I get like this too- the greatest motivator for me is to get some really great music- upbeat and easy to move to and start listening to it- it usually makes me want to get up and move! 

Also- keep in mind that if you mix up your work out routine it will make it easier to go- you also don't have to bust *ss every day.  Take it easier some days- do a longer workout at a lower intensity.  I know days when I'm really tired I'll do that- I'm still working out and with a longer workout I'm still burning the same amount of calories- just not working my heart and lungs as hard.

Hope this helps!

Sometimes the hard part is just getting to the gym!

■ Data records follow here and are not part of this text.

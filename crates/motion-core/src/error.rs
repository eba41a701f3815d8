//! Error types for the generation service
//!
//! Each collaborator crate owns its error enum; [`PipelineError`] folds them
//! together for the orchestrator and service facade. Failures inside a
//! pipeline run are turned into a [`crate::GenerationOutcome`] and never
//! escape as errors.

use motion_codegen::GenerationError;
use motion_ledger::{IdError, LedgerError};
use motion_publish::{PublishError, StoreError};
use motion_sandbox::RenderError;
use serde::{Deserialize, Serialize};
use std::fmt;

/// Pipeline step a failure is attributed to
#[derive(Debug, Clone, Copy, PartialEq, Eq, Hash, Serialize, Deserialize)]
#[serde(rename_all = "snake_case")]
pub enum Stage {
    Admission,
    Generation,
    Record,
    Execution,
    Publish,
    Finalize,
}

impl Stage {
    #[inline]
    #[must_use]
    pub fn as_str(&self) -> &'static str {
        match self {
            Self::Admission => "admission",
            Self::Generation => "generation",
            Self::Record => "record",
            Self::Execution => "execution",
            Self::Publish => "publish",
            Self::Finalize => "finalize",
        }
    }
}

impl fmt::Display for Stage {
    fn fmt(&self, f: &mut fmt::Formatter<'_>) -> fmt::Result {
        f.write_str(self.as_str())
    }
}

/// Identity boundary failure
#[derive(Debug, thiserror::Error)]
pub enum AuthError {
    #[error("missing bearer credential")]
    MissingCredential,

    #[error("malformed authorization header")]
    MalformedHeader,

    #[error("invalid credential")]
    InvalidCredential,

    #[error("identity provider returned an invalid owner id: {0}")]
    InvalidOwner(#[from] IdError),
}

/// Billing webhook failure
#[derive(Debug, thiserror::Error)]
pub enum BillingError {
    #[error("webhook secret is not configured")]
    MissingSecret,

    #[error("webhook signature mismatch")]
    InvalidSignature,

    #[error("malformed webhook payload: {0}")]
    MalformedPayload(String),

    #[error("webhook event carries no owner id")]
    MissingOwner,

    #[error("webhook owner id is invalid: {0}")]
    InvalidOwner(#[from] IdError),

    #[error("plan store error: {0}")]
    Store(#[from] LedgerError),
}

/// Configuration failure
#[derive(Debug, thiserror::Error)]
pub enum ConfigError {
    #[error("failed to read config {path}: {source}")]
    Read {
        path: String,
        #[source]
        source: std::io::Error,
    },

    #[error("failed to parse config: {0}")]
    Parse(#[from] toml::de::Error),

    #[error("invalid config: {0}")]
    Invalid(String),

    #[error("failed to build {component}: {reason}")]
    Build { component: &'static str, reason: String },
}

/// Any failure surfaced by the service
#[derive(Debug, thiserror::Error)]
pub enum PipelineError {
    #[error("ledger error: {0}")]
    Ledger(#[from] LedgerError),

    #[error("generation failed: {0}")]
    Generation(#[from] GenerationError),

    #[error("render failed: {0}")]
    Render(#[from] RenderError),

    #[error("publish failed: {0}")]
    Publish(#[from] PublishError),

    #[error("authentication failed: {0}")]
    Auth(#[from] AuthError),

    #[error("billing error: {0}")]
    Billing(#[from] BillingError),

    #[error("configuration error: {0}")]
    Config(#[from] ConfigError),

    #[error("invalid identifier: {0}")]
    InvalidId(#[from] IdError),
}

impl From<StoreError> for PipelineError {
    fn from(e: StoreError) -> Self {
        Self::Publish(PublishError::Store(e))
    }
}

impl PipelineError {
    /// Default stage for this failure
    #[must_use]
    pub fn stage(&self) -> Stage {
        match self {
            Self::Generation(_) => Stage::Generation,
            Self::Render(_) => Stage::Execution,
            Self::Publish(_) => Stage::Publish,
            Self::Auth(_) | Self::Billing(_) | Self::Config(_) | Self::InvalidId(_) => Stage::Admission,
            Self::Ledger(_) => Stage::Record,
        }
    }

    /// Check if resubmitting may succeed
    ///
    /// Render failures are not retryable: the usual cause is a defect in
    /// the generated code.
    #[must_use]
    pub fn is_retryable(&self) -> bool {
        match self {
            Self::Generation(e) => e.is_retryable(),
            Self::Publish(e) => e.is_retryable(),
            Self::Render(RenderError::Busy(_)) => true,
            Self::Ledger(LedgerError::Backend(_)) => true,
            _ => false,
        }
    }

    /// Check if this is a not-found lookup
    #[inline]
    #[must_use]
    pub fn is_not_found(&self) -> bool {
        matches!(self, Self::Ledger(e) if e.is_not_found())
    }

    /// Detail worth persisting on the job record
    #[must_use]
    pub fn diagnostic(&self) -> String {
        match self {
            Self::Render(e) => e.diagnostic(),
            other => other.to_string(),
        }
    }
}
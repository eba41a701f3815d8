//! Code Generator Adapter
//!
//! Turns a natural-language animation description into scene source:
//! - pins the animation library and output contract in a system instruction
//! - strips markdown fences the model adds anyway
//! - rejects empty output and output without the [`ENTRY_POINT`] scene
//!
//! [`ENTRY_POINT`] is shared with the sandbox runner, which invokes the scene
//! by exactly this name.

#![warn(unreachable_pub)]

pub mod client;
pub mod error;
pub mod prompt;
pub mod scene;

pub use client::{ChatCompletionGenerator, CodeGenerator, GeneratorConfig};
pub use error::GenerationError;
pub use prompt::system_instruction;
pub use scene::{normalize_model_output, strip_code_fences, SceneClass, SceneSource, ENTRY_POINT};
//! Billing webhook
//!
//! Subscription events arrive signed with HMAC-SHA256 (hex) over the raw
//! body. Nothing in the payload is trusted before the signature checks out.
//! Verified plan changes go through the [`PlanDirectory`], which invalidates
//! the cached tier.

use crate::error::BillingError;
use crate::plans::PlanDirectory;
use hmac::{Hmac, Mac};
use motion_ledger::{OwnerId, PlanTier};
use serde::{Deserialize, Serialize};
use sha2::Sha256;
use std::collections::HashMap;

type HmacSha256 = Hmac<Sha256>;

/// Verified subscription event
#[derive(Debug, Clone, PartialEq, Eq, Serialize, Deserialize)]
pub struct BillingEvent {
    pub event: String,
    pub subscription_id: Option<String>,
    pub plan_id: Option<String>,
    pub owner_id: Option<OwnerId>,
}

/// Result of handling a verified event
#[derive(Debug, Clone, PartialEq, Eq, Serialize, Deserialize)]
#[serde(tag = "result", rename_all = "snake_case")]
pub enum WebhookOutcome {
    PlanChanged { owner_id: OwnerId, tier: PlanTier },
    Ignored { event: String, reason: String },
}

#[derive(Debug, Deserialize)]
struct RawEvent {
    event: String,
    #[serde(default)]
    payload: RawPayload,
}

#[derive(Debug, Default, Deserialize)]
struct RawPayload {
    subscription: Option<RawWrapper>,
}

#[derive(Debug, Deserialize)]
struct RawWrapper {
    entity: RawSubscription,
}

#[derive(Debug, Deserialize)]
struct RawSubscription {
    id: Option<String>,
    plan_id: Option<String>,
    #[serde(default)]
    notes: HashMap<String, serde_json::Value>,
}

enum PlanAction {
    Activate,
    Downgrade,
}

fn action_for(event: &str) -> Option<PlanAction> {
    match event {
        "subscription.activated" | "subscription.charged" | "subscription.resumed" => Some(PlanAction::Activate),
        "subscription.cancelled" | "subscription.halted" | "subscription.completed" => Some(PlanAction::Downgrade),
        _ => None,
    }
}

/// Hex HMAC-SHA256 of `body`
///
/// # Errors
/// Returns `MissingSecret` for an empty secret
pub fn sign_payload(secret: &[u8], body: &[u8]) -> Result<String, BillingError> {
    let mut mac = new_mac(secret)?;
    mac.update(body);
    Ok(hex::encode(mac.finalize().into_bytes()))
}

/// Check `signature` (hex) against `body` in constant time
///
/// # Errors
/// - `MissingSecret` for an empty secret
/// - `InvalidSignature` on mismatch or non-hex input
pub fn verify_signature(secret: &[u8], body: &[u8], signature: &str) -> Result<(), BillingError> {
    let expected = hex::decode(signature.trim()).map_err(|_| BillingError::InvalidSignature)?;
    let mut mac = new_mac(secret)?;
    mac.update(body);
    mac.verify_slice(&expected).map_err(|_| BillingError::InvalidSignature)
}

fn new_mac(secret: &[u8]) -> Result<HmacSha256, BillingError> {
    if secret.is_empty() {
        return Err(BillingError::MissingSecret);
    }
    HmacSha256::new_from_slice(secret).map_err(|_| BillingError::MissingSecret)
}

/// Parse a verified body
///
/// # Errors
/// Returns `MalformedPayload` if the JSON shape is wrong, `InvalidOwner` if
/// `notes.uid` is not a valid owner id
pub fn parse_event(body: &[u8]) -> Result<BillingEvent, BillingError> {
    let raw: RawEvent = serde_json::from_slice(body).map_err(|e| BillingError::MalformedPayload(e.to_string()))?;
    let subscription = raw.payload.subscription.map(|s| s.entity);

    let owner_id = subscription
        .as_ref()
        .and_then(|s| s.notes.get("uid"))
        .and_then(serde_json::Value::as_str)
        .map(OwnerId::parse)
        .transpose()?;

    Ok(BillingEvent {
        event: raw.event,
        subscription_id: subscription.as_ref().and_then(|s| s.id.clone()),
        plan_id: subscription.and_then(|s| s.plan_id),
        owner_id,
    })
}

/// Verifies and applies subscription events
#[derive(Debug, Clone)]
pub struct BillingWebhook {
    secret: Option<Vec<u8>>,
    plan_ids: HashMap<String, PlanTier>,
    directory: PlanDirectory,
}

impl BillingWebhook {
    #[must_use]
    pub fn new(secret: Option<String>, plan_ids: HashMap<String, PlanTier>, directory: PlanDirectory) -> Self {
        Self {
            secret: secret.map(String::into_bytes),
            plan_ids,
            directory,
        }
    }

    /// Verify signature and parse, without side effects
    ///
    /// # Errors
    /// See [`verify_signature`] and [`parse_event`]
    pub fn verify(&self, body: &[u8], signature: &str) -> Result<BillingEvent, BillingError> {
        let secret = self.secret.as_deref().ok_or(BillingError::MissingSecret)?;
        verify_signature(secret, body, signature)?;
        parse_event(body)
    }

    /// Verify, then apply a plan change if the event calls for one
    ///
    /// # Errors
    /// - signature and payload errors from [`Self::verify`]
    /// - `MissingOwner` for a plan event without `notes.uid`
    /// - `Store` if the plan cannot be persisted
    pub async fn handle(&self, body: &[u8], signature: &str) -> Result<WebhookOutcome, BillingError> {
        let event = self.verify(body, signature)?;

        let Some(action) = action_for(&event.event) else {
            tracing::debug!("Ignoring billing event {}", event.event);
            return Ok(WebhookOutcome::Ignored {
                reason: "event does not affect plans".to_string(),
                event: event.event,
            });
        };
        let owner_id = event.owner_id.clone().ok_or(BillingError::MissingOwner)?;

        let tier = match action {
            PlanAction::Downgrade => PlanTier::Free,
            PlanAction::Activate => {
                let mapped = event.plan_id.as_deref().and_then(|p| self.plan_ids.get(p)).copied();
                let Some(tier) = mapped else {
                    tracing::warn!(
                        "Billing event {} for {} has unmapped plan {:?}",
                        event.event,
                        owner_id,
                        event.plan_id
                    );
                    return Ok(WebhookOutcome::Ignored {
                        event: event.event,
                        reason: "unknown plan id".to_string(),
                    });
                };
                tier
            }
        };

        self.directory.set_tier(&owner_id, tier).await?;
        Ok(WebhookOutcome::PlanChanged { owner_id, tier })
    }
}

#[cfg(test)]
mod tests {
    use super::*;
    use crate::plans::InMemoryPlanStore;
    use std::sync::Arc;
    use std::time::Duration;

    const SECRET: &str = "whsec_test";

    fn event(name: &str, plan_id: &str, uid: &str) -> Vec<u8> {
        serde_json::json!({
            "event": name,
            "payload": { "subscription": { "entity": {
                "id": "sub_1",
                "plan_id": plan_id,
                "notes": { "uid": uid }
            }}}
        })
        .to_string()
        .into_bytes()
    }

    fn webhook() -> BillingWebhook {
        let directory = PlanDirectory::new(Arc::new(InMemoryPlanStore::new()), 100, Duration::from_secs(60));
        BillingWebhook::new(
            Some(SECRET.to_string()),
            HashMap::from([("plan_pro".to_string(), PlanTier::Pro), ("plan_plus".to_string(), PlanTier::Plus)]),
            directory,
        )
    }

    #[test]
    fn signature_round_trip() {
        let body = b"{\"event\":\"ping\"}";
        let sig = sign_payload(SECRET.as_bytes(), body).unwrap();
        assert_eq!(sig.len(), 64);
        verify_signature(SECRET.as_bytes(), body, &sig).unwrap();
        assert!(matches!(
            verify_signature(SECRET.as_bytes(), b"{\"event\":\"pong\"}", &sig),
            Err(BillingError::InvalidSignature)
        ));
        assert!(matches!(
            verify_signature(SECRET.as_bytes(), body, "not-hex"),
            Err(BillingError::InvalidSignature)
        ));
    }

    #[tokio::test]
    async fn activation_upgrades_and_cancellation_downgrades() {
        let hook = webhook();
        let alice = OwnerId::parse("alice").unwrap();

        let body = event("subscription.activated", "plan_pro", "alice");
        let sig = sign_payload(SECRET.as_bytes(), &body).unwrap();
        let outcome = hook.handle(&body, &sig).await.unwrap();
        assert_eq!(outcome, WebhookOutcome::PlanChanged { owner_id: alice.clone(), tier: PlanTier::Pro });
        assert_eq!(hook.directory.tier_of(&alice).await.unwrap(), PlanTier::Pro);

        let body = event("subscription.cancelled", "plan_pro", "alice");
        let sig = sign_payload(SECRET.as_bytes(), &body).unwrap();
        hook.handle(&body, &sig).await.unwrap();
        assert_eq!(hook.directory.tier_of(&alice).await.unwrap(), PlanTier::Free);
    }

    #[tokio::test]
    async fn forged_event_changes_nothing() {
        let hook = webhook();
        let body = event("subscription.activated", "plan_pro", "mallory");
        let sig = sign_payload(b"wrong-secret", &body).unwrap();

        assert!(matches!(hook.handle(&body, &sig).await, Err(BillingError::InvalidSignature)));
        let tier = hook.directory.tier_of(&OwnerId::parse("mallory").unwrap()).await.unwrap();
        assert_eq!(tier, PlanTier::Free);
    }

    #[tokio::test]
    async fn unrelated_and_unmapped_events_are_ignored() {
        let hook = webhook();

        let body = event("payment.captured", "plan_pro", "alice");
        let sig = sign_payload(SECRET.as_bytes(), &body).unwrap();
        assert!(matches!(hook.handle(&body, &sig).await.unwrap(), WebhookOutcome::Ignored { .. }));

        let body = event("subscription.charged", "plan_gold", "alice");
        let sig = sign_payload(SECRET.as_bytes(), &body).unwrap();
        assert!(matches!(hook.handle(&body, &sig).await.unwrap(), WebhookOutcome::Ignored { .. }));
    }

    #[tokio::test]
    async fn missing_secret_rejects_everything() {
        let directory = PlanDirectory::new(Arc::new(InMemoryPlanStore::new()), 10, Duration::from_secs(60));
        let hook = BillingWebhook::new(None, HashMap::new(), directory);
        assert!(matches!(hook.handle(b"{}", "00").await, Err(BillingError::MissingSecret)));
    }

    #[test]
    fn plan_event_without_owner_is_parsed_as_ownerless() {
        let body = br#"{"event":"subscription.activated","payload":{"subscription":{"entity":{"plan_id":"plan_pro"}}}}"#;
        let parsed = parse_event(body).unwrap();
        assert_eq!(parsed.owner_id, None);
        assert_eq!(parsed.plan_id.as_deref(), Some("plan_pro"));
    }
}
//! Job model and status state machine
//!
//! A job moves `processing -> completed | failed`. A re-render of an existing
//! job re-enters `processing` from either terminal state, keeping its title
//! and creation time.
//!
//! Field invariant, held after every transition:
//! - `completed`: `artifact_url` and `render_duration` set, no `error_detail`
//! - `failed`: `error_detail` set, no `artifact_url`
//! - `processing`: neither `artifact_url` nor `error_detail`

use crate::error::LedgerError;
use crate::ids::{JobId, OwnerId};
use chrono::{DateTime, Utc};
use serde::{Deserialize, Serialize};

/// Maximum length of a derived title, in characters
pub const MAX_TITLE_CHARS: usize = 60;

const UNTITLED: &str = "Untitled";

/// Job status
#[derive(Debug, Clone, Copy, PartialEq, Eq, Hash, Serialize, Deserialize)]
#[serde(rename_all = "lowercase")]
pub enum JobStatus {
    Processing,
    Completed,
    Failed,
}

impl JobStatus {
    /// Terminal states end one execution
    #[inline]
    #[must_use]
    pub fn is_terminal(&self) -> bool {
        matches!(self, Self::Completed | Self::Failed)
    }

    /// Wire name
    #[inline]
    #[must_use]
    pub fn as_str(&self) -> &'static str {
        match self {
            Self::Processing => "processing",
            Self::Completed => "completed",
            Self::Failed => "failed",
        }
    }
}

/// States reachable from `from`
///
/// `processing -> processing` restarts an interrupted execution under the
/// same id; concurrent executions are refused earlier, by the workspace claim.
#[must_use]
pub fn allowed_transitions(from: JobStatus) -> &'static [JobStatus] {
    use JobStatus::*;
    match from {
        Processing => &[Processing, Completed, Failed],
        Completed => &[Processing],
        Failed => &[Processing],
    }
}

/// Validate a status change
///
/// # Errors
/// Returns [`LedgerError::InvalidTransition`] when `to` is not reachable from `from`.
pub fn validate_transition(job_id: &JobId, from: JobStatus, to: JobStatus) -> Result<(), LedgerError> {
    if allowed_transitions(from).contains(&to) {
        Ok(())
    } else {
        Err(LedgerError::InvalidTransition {
            job_id: job_id.clone(),
            from,
            to,
        })
    }
}

/// Derive a short label from the originating prompt
///
/// Collapses whitespace and cuts on a word boundary at [`MAX_TITLE_CHARS`].
#[must_use]
pub fn derive_title(prompt: &str) -> String {
    let mut title = String::new();
    for word in prompt.split_whitespace() {
        let separator = usize::from(!title.is_empty());
        let needed = separator + word.chars().count();
        if title.chars().count() + needed > MAX_TITLE_CHARS {
            if title.is_empty() {
                // single oversized word
                title = word.chars().take(MAX_TITLE_CHARS).collect();
            }
            break;
        }
        if !title.is_empty() {
            title.push(' ');
        }
        title.push_str(word);
    }

    if title.is_empty() {
        UNTITLED.to_string()
    } else {
        title
    }
}

/// One generation attempt
#[derive(Debug, Clone, PartialEq, Serialize, Deserialize)]
pub struct Job {
    job_id: JobId,
    owner_id: OwnerId,
    source_code: String,
    status: JobStatus,
    title: String,
    created_at: DateTime<Utc>,
    updated_at: DateTime<Utc>,
    render_duration: Option<f64>,
    artifact_url: Option<String>,
    error_detail: Option<String>,
}

impl Job {
    /// New job in `processing`
    pub(crate) fn new(
        job_id: JobId,
        owner_id: OwnerId,
        source_code: String,
        title: String,
        now: DateTime<Utc>,
    ) -> Self {
        Self {
            job_id,
            owner_id,
            source_code,
            status: JobStatus::Processing,
            title,
            created_at: now,
            updated_at: now,
            render_duration: None,
            artifact_url: None,
            error_detail: None,
        }
    }

    /// Re-enter `processing` with new source; title and `created_at` survive
    pub(crate) fn restart(&mut self, source_code: String, now: DateTime<Utc>) -> Result<(), LedgerError> {
        validate_transition(&self.job_id, self.status, JobStatus::Processing)?;
        self.source_code = source_code;
        self.status = JobStatus::Processing;
        self.updated_at = now;
        self.render_duration = None;
        self.artifact_url = None;
        self.error_detail = None;
        Ok(())
    }

    /// Transition to `completed`
    ///
    /// Completing an already completed job with the same URL is a no-op.
    pub(crate) fn complete(
        &mut self,
        artifact_url: String,
        render_duration: f64,
        now: DateTime<Utc>,
    ) -> Result<bool, LedgerError> {
        if self.status == JobStatus::Completed && self.artifact_url.as_deref() == Some(artifact_url.as_str()) {
            return Ok(false);
        }
        validate_transition(&self.job_id, self.status, JobStatus::Completed)?;
        self.status = JobStatus::Completed;
        self.updated_at = now;
        self.render_duration = Some(render_duration.max(0.0));
        self.artifact_url = Some(artifact_url);
        self.error_detail = None;
        Ok(true)
    }

    /// Transition to `failed`
    pub(crate) fn fail(&mut self, error_detail: String, now: DateTime<Utc>) -> Result<(), LedgerError> {
        validate_transition(&self.job_id, self.status, JobStatus::Failed)?;
        self.status = JobStatus::Failed;
        self.updated_at = now;
        self.render_duration = None;
        self.artifact_url = None;
        self.error_detail = Some(if error_detail.trim().is_empty() {
            "unknown failure".to_string()
        } else {
            error_detail
        });
        Ok(())
    }

    #[inline]
    #[must_use]
    pub fn job_id(&self) -> &JobId {
        &self.job_id
    }

    #[inline]
    #[must_use]
    pub fn owner_id(&self) -> &OwnerId {
        &self.owner_id
    }

    #[inline]
    #[must_use]
    pub fn source_code(&self) -> &str {
        &self.source_code
    }

    #[inline]
    #[must_use]
    pub fn status(&self) -> JobStatus {
        self.status
    }

    #[inline]
    #[must_use]
    pub fn title(&self) -> &str {
        &self.title
    }

    #[inline]
    #[must_use]
    pub fn created_at(&self) -> DateTime<Utc> {
        self.created_at
    }

    #[inline]
    #[must_use]
    pub fn updated_at(&self) -> DateTime<Utc> {
        self.updated_at
    }

    /// Seconds spent rendering; set only when completed
    #[inline]
    #[must_use]
    pub fn render_duration(&self) -> Option<f64> {
        self.render_duration
    }

    #[inline]
    #[must_use]
    pub fn artifact_url(&self) -> Option<&str> {
        self.artifact_url.as_deref()
    }

    #[inline]
    #[must_use]
    pub fn error_detail(&self) -> Option<&str> {
        self.error_detail.as_deref()
    }

    /// Check the status/field invariant
    #[must_use]
    pub fn is_consistent(&self) -> bool {
        match self.status {
            JobStatus::Processing => self.artifact_url.is_none() && self.error_detail.is_none(),
            JobStatus::Completed => {
                self.artifact_url.is_some() && self.render_duration.is_some() && self.error_detail.is_none()
            }
            JobStatus::Failed => self.error_detail.is_some() && self.artifact_url.is_none(),
        }
    }
}

#[cfg(test)]
mod tests {
    use super::*;
    use proptest::prelude::*;

    fn job() -> Job {
        Job::new(
            JobId::parse("job1").unwrap(),
            OwnerId::parse("alice").unwrap(),
            "class GeneratedScene(Scene): pass".to_string(),
            "circle".to_string(),
            Utc::now(),
        )
    }

    #[test]
    fn terminal_states_only_restart() {
        assert_eq!(allowed_transitions(JobStatus::Completed), &[JobStatus::Processing]);
        assert_eq!(allowed_transitions(JobStatus::Failed), &[JobStatus::Processing]);
        assert!(JobStatus::Failed.is_terminal());
        assert!(!JobStatus::Processing.is_terminal());
    }

    #[test]
    fn complete_sets_url_and_duration() {
        let mut job = job();
        assert!(job.is_consistent());

        job.complete("https://cdn/x.mp4".into(), 1.5, Utc::now()).unwrap();
        assert_eq!(job.status(), JobStatus::Completed);
        assert_eq!(job.artifact_url(), Some("https://cdn/x.mp4"));
        assert_eq!(job.render_duration(), Some(1.5));
        assert!(job.is_consistent());
    }

    #[test]
    fn failed_job_cannot_complete_without_restart() {
        let mut job = job();
        job.fail("boom".into(), Utc::now()).unwrap();

        let err = job.complete("u".into(), 1.0, Utc::now()).unwrap_err();
        assert!(matches!(err, LedgerError::InvalidTransition { .. }));
        assert!(job.is_consistent());
    }

    #[test]
    fn restart_clears_outcome_but_keeps_title() {
        let mut job = job();
        let created = job.created_at();
        job.complete("u".into(), 2.0, Utc::now()).unwrap();

        job.restart("new code".into(), Utc::now()).unwrap();
        assert_eq!(job.status(), JobStatus::Processing);
        assert_eq!(job.title(), "circle");
        assert_eq!(job.created_at(), created);
        assert_eq!(job.source_code(), "new code");
        assert!(job.artifact_url().is_none());
        assert!(job.is_consistent());
    }

    #[test]
    fn complete_twice_with_same_url_is_noop() {
        let mut job = job();
        assert!(job.complete("u".into(), 2.0, Utc::now()).unwrap());
        assert!(!job.complete("u".into(), 2.0, Utc::now()).unwrap());
        assert!(job.complete("other".into(), 2.0, Utc::now()).is_err());
    }

    #[test]
    fn empty_failure_detail_is_replaced() {
        let mut job = job();
        job.fail("  ".into(), Utc::now()).unwrap();
        assert_eq!(job.error_detail(), Some("unknown failure"));
    }

    #[test]
    fn title_cuts_on_word_boundary() {
        assert_eq!(derive_title("  draw a   circle\nthat turns into a square "), "draw a circle that turns into a square");
        assert_eq!(derive_title(""), "Untitled");

        let long = "word ".repeat(40);
        let title = derive_title(&long);
        assert!(title.chars().count() <= MAX_TITLE_CHARS);
        assert!(title.ends_with("word"));
    }

    proptest! {
        #[test]
        fn title_is_bounded_and_non_empty(prompt in "\\PC{0,200}") {
            let title = derive_title(&prompt);
            prop_assert!(!title.is_empty());
            prop_assert!(title.chars().count() <= MAX_TITLE_CHARS);
            prop_assert_eq!(title.trim(), title.as_str());
        }
    }
}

Make yourself GO.  Then, you'll get back into it again.

Good Luck!  :D 

Don't beat yourself up for days you just don't feel like it.  It seems to me that if I workout for a few days in a row - it is the day off where I feel like I've lost weight.

Your body needs reset days and you need them to keep your attitude good and your committment strong.  Just get back at it tomorrow.

Also, try to do mini-challenges on some days to change up the workouts.  Like do 20 arm circles, 20 leg lifts, 20 crunches, 20 legkicks.   Keep track of these "little" workouts and at least you will feel like you've accomplished something and are making progress even on your off days.  Get a list of these kinds of exercises for your "off" days.